_What you will do_. Your task is to gather the lines below that hold the string "Copy".

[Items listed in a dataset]
______

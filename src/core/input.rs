use glam::Vec2;
use serde::{Deserialize, Serialize};

use crate::traits::InputSource;

/// Everything the rig reads from input in one frame.
///
/// Also usable directly as an [`InputSource`] for scripted playback and tests.
#[derive(Debug, Clone, Copy, Default, PartialEq, Serialize, Deserialize)]
#[serde(default)]
pub struct InputFrame {
    pub move_axis: Vec2,
    pub zoom_axis: Vec2,
    pub look_axis: Vec2,
    pub pointer: Vec2,
    pub pan_pressed: bool,
    pub pan_released: bool,
    pub orbit_held: bool,
    pub recenter: bool,
}

impl InputFrame {
    pub fn moving(axis: Vec2) -> Self {
        Self {
            move_axis: axis,
            ..Default::default()
        }
    }

    pub fn zooming(amount: f32) -> Self {
        Self {
            zoom_axis: Vec2::new(0.0, amount),
            ..Default::default()
        }
    }

    pub fn orbiting(look: Vec2) -> Self {
        Self {
            look_axis: look,
            orbit_held: true,
            ..Default::default()
        }
    }

    pub fn recentering() -> Self {
        Self {
            recenter: true,
            ..Default::default()
        }
    }
}

impl InputSource for InputFrame {
    fn move_axis(&self) -> Vec2 {
        self.move_axis
    }

    fn zoom_axis(&self) -> Vec2 {
        self.zoom_axis
    }

    fn look_axis(&self) -> Vec2 {
        self.look_axis
    }

    fn pointer_position(&self) -> Vec2 {
        self.pointer
    }

    fn pan_pressed_this_frame(&self) -> bool {
        self.pan_pressed
    }

    fn pan_released_this_frame(&self) -> bool {
        self.pan_released
    }

    fn orbit_held(&self) -> bool {
        self.orbit_held
    }

    fn recenter_triggered(&self) -> bool {
        self.recenter
    }
}

/// Reads a fresh [`InputFrame`] each frame and applies look inversion.
#[derive(Debug, Clone, Copy, Default)]
pub struct InputSampler {
    pub invert_x: bool,
    pub invert_y: bool,
}

impl InputSampler {
    /// Non-finite axis components read as zero so one bad reading cannot poison rig state.
    pub fn sample(&self, source: &dyn InputSource) -> InputFrame {
        let mut look = finite_or_zero(source.look_axis());
        if self.invert_x {
            look.x = -look.x;
        }
        if self.invert_y {
            look.y = -look.y;
        }

        InputFrame {
            move_axis: finite_or_zero(source.move_axis()),
            zoom_axis: finite_or_zero(source.zoom_axis()),
            look_axis: look,
            pointer: finite_or_zero(source.pointer_position()),
            pan_pressed: source.pan_pressed_this_frame(),
            pan_released: source.pan_released_this_frame(),
            orbit_held: source.orbit_held(),
            recenter: source.recenter_triggered(),
        }
    }
}

fn finite_or_zero(axis: Vec2) -> Vec2 {
    Vec2::new(
        if axis.x.is_finite() { axis.x } else { 0.0 },
        if axis.y.is_finite() { axis.y } else { 0.0 },
    )
}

______

_Solution to this exercise_.
#[derive(Debug, Clone, Copy, Default, PartialEq, Serialize, Deserialize)]
#[derive(Debug, Clone, Copy, Default)]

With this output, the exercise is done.